John Gilligan made his own legal submissions yesterday at the end of the receivership application, which had gone on for five days.
Gilligan is is no longer legally represented because he discharged his lawyers on the first day of the case last week.
He contests the right of the Cab to make this latest application because he contends there is a pending appeal to the Supreme Court against an order made freezing his assets.
If a receiver were appointed to the properties, he and his family would have less rights than squatters, he said. Even on the basis of squatters' rights laws, his family would be entitled to own some of the properties involved because they have occupied them for more than 12 years, he said.
Gilligan also disputed reports which said he was convicted of having 20,000 kg, or €17 million, worth of cannabis. He said he was convicted of having €134,000 worth of the drug, a finding made in his appeal to the Court of Criminal Appeal.
In submissions for Mrs Gilligan, Paul Burns SC said the Cab had changed its original application to have a receiver appointed to sell the properties and now wanted the receiver to rent it.
Jessbrook, far from being in a state of dilapidation as claimed by the Cab, was well maintained despite the fact that it has not been used as an equestrian centre for 11 years, he said.
The properties were uninsured because the Gilligans had been unable to get insurance, but there was no reason in law or in practice why the Cab could not insure them without taking them into receivership, he added.
Stephen Byrne, for Darren Gilligan, said if a receiver were appointed to the house at Weston Green, owned by Darren and his father, it would deprive him of his only source of income, €1,300 received monthly in rent.
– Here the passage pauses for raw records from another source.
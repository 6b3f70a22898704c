use crate::batch::SpanBatch;
use crate::config::{ForwarderConfig, StreamOptions};
use crate::error::ForwarderError;
use crate::metrics::{MetricsHandle, MetricsSnapshot};
use crate::outcome::{METRIC_QUEUE_DUMPED, METRIC_SEEN};
use crate::queue::{Admission, SpanQueue};
use crate::sender::SpanSender;
use crate::shutdown::ShutdownSignals;
use crate::tcp_sender::TcpSender;
use crate::worker::StreamWorker;
use std::sync::Arc;
use std::time::Duration;
use tokio::runtime::Handle;

/// Handle to a running span forwarder.
///
/// Owns no tasks directly: the stream worker and the metrics actor run on the
/// tokio runtime that was current at `start`. Dropping the handle requests
/// application shutdown, which stops both.
///
/// # Example
///
/// ```ignore
/// let config = ForwarderConfig::new("trace-observer.example.com", 443, license, run_id);
/// let forwarder = Forwarder::start(config)?;
///
/// forwarder.enqueue(span_count, encoded_batch);
///
/// let metrics = forwarder.dump_metrics().await;
/// forwarder.shutdown(Duration::from_secs(5)).await?;
/// ```
#[derive(Debug)]
pub struct Forwarder {
    queue: Arc<SpanQueue>,
    metrics: MetricsHandle,
    signals: Arc<ShutdownSignals>,
}

impl Forwarder {
    /// Starts forwarding over the production TCP transport.
    ///
    /// Returns immediately; connecting happens in the background.
    pub fn start(config: ForwarderConfig) -> Result<Self, ForwarderError> {
        config.validate()?;
        let options = StreamOptions::from(&config);
        Self::start_with_sender(TcpSender::new(config), options)
    }

    /// Starts forwarding over any [`SpanSender`].
    pub fn start_with_sender<S: SpanSender>(
        sender: S,
        options: StreamOptions,
    ) -> Result<Self, ForwarderError> {
        let runtime = Handle::try_current().map_err(|_| ForwarderError::NoRuntime)?;

        let signals = Arc::new(ShutdownSignals::new());
        let queue = Arc::new(SpanQueue::new(options.queue_size));
        let (metrics, _metrics_task) = MetricsHandle::spawn(&runtime, Arc::clone(&signals));

        let worker = StreamWorker::new(
            sender,
            Arc::clone(&queue),
            metrics.clone(),
            Arc::clone(&signals),
            options.backoff,
        );
        runtime.spawn(worker.run());

        tracing::debug!(queue_size = options.queue_size, "span forwarder started");

        Ok(Self {
            queue,
            metrics,
            signals,
        })
    }

    /// Offers a batch of `count` spans for streaming.
    ///
    /// Best effort and never blocks: if the batch does not fit, everything
    /// still buffered is dropped to make room. Once shutdown has been
    /// requested the queue is drained and closed and the batch discarded.
    pub fn enqueue(&self, count: u64, payload: Vec<u8>) {
        if self.signals.stream_shutdown_requested() {
            self.close_queue();
            return;
        }

        match self.queue.push(SpanBatch::new(count, payload)) {
            Admission::Closed => {}
            Admission::Accepted { flushed } => {
                self.metrics.increment(METRIC_SEEN, count as f64);
                if let Some(flushed) = flushed
                    && flushed.spans > 0
                {
                    tracing::warn!(
                        batches = flushed.batches,
                        spans = flushed.spans,
                        "span queue full, dropped buffered spans"
                    );
                    self.metrics.increment(METRIC_QUEUE_DUMPED, flushed.spans as f64);
                }
            }
        }
    }

    /// Stops the stream and waits up to `timeout` for it to finish.
    ///
    /// The queue is closed afterwards whether or not the wait succeeded, so
    /// producers are never held up by a stuck transport. Safe to call
    /// repeatedly and from several tasks.
    pub async fn shutdown(&self, timeout: Duration) -> Result<(), ForwarderError> {
        self.signals.request_stream_shutdown();
        let waited = tokio::time::timeout(timeout, self.signals.completed()).await;
        self.close_queue();
        waited.map_err(|_| ForwarderError::ShutdownTimeout(timeout))
    }

    /// Takes and resets the supportability counters.
    ///
    /// `None` once application shutdown has been requested.
    pub async fn dump_metrics(&self) -> Option<MetricsSnapshot> {
        self.metrics.dump().await
    }

    /// Tears everything down, including the metrics actor.
    pub fn request_application_shutdown(&self) {
        if self.signals.request_application_shutdown() {
            tracing::debug!("span forwarder application shutdown requested");
        }
    }

    /// `true` once the stream worker has finished its terminal cleanup.
    pub fn is_complete(&self) -> bool {
        self.signals.is_complete()
    }

    /// Spans that can be enqueued before the next flush.
    pub fn remaining_capacity(&self) -> u64 {
        self.queue.remaining_capacity()
    }

    fn close_queue(&self) {
        if let Some(flushed) = self.queue.close()
            && flushed.spans > 0
        {
            tracing::debug!(
                batches = flushed.batches,
                spans = flushed.spans,
                "span queue closed with data still buffered"
            );
        }
    }
}

impl Drop for Forwarder {
    fn drop(&mut self) {
        self.signals.request_application_shutdown();
        self.queue.close();
    }
}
Paul O'Higgins SC, for the Cab, said Jessbrook had all the appearance of having been abandoned and any costs of repair for damage would not be recoverable because of the absence of insurance. Mr O'Higgins said Gilligan's claims that these proceedings should not be heard because of his separate appeal to the Supreme Court were not correct and there was nothing in the Proceeds of Crime Act 1996 preventing this application from being made.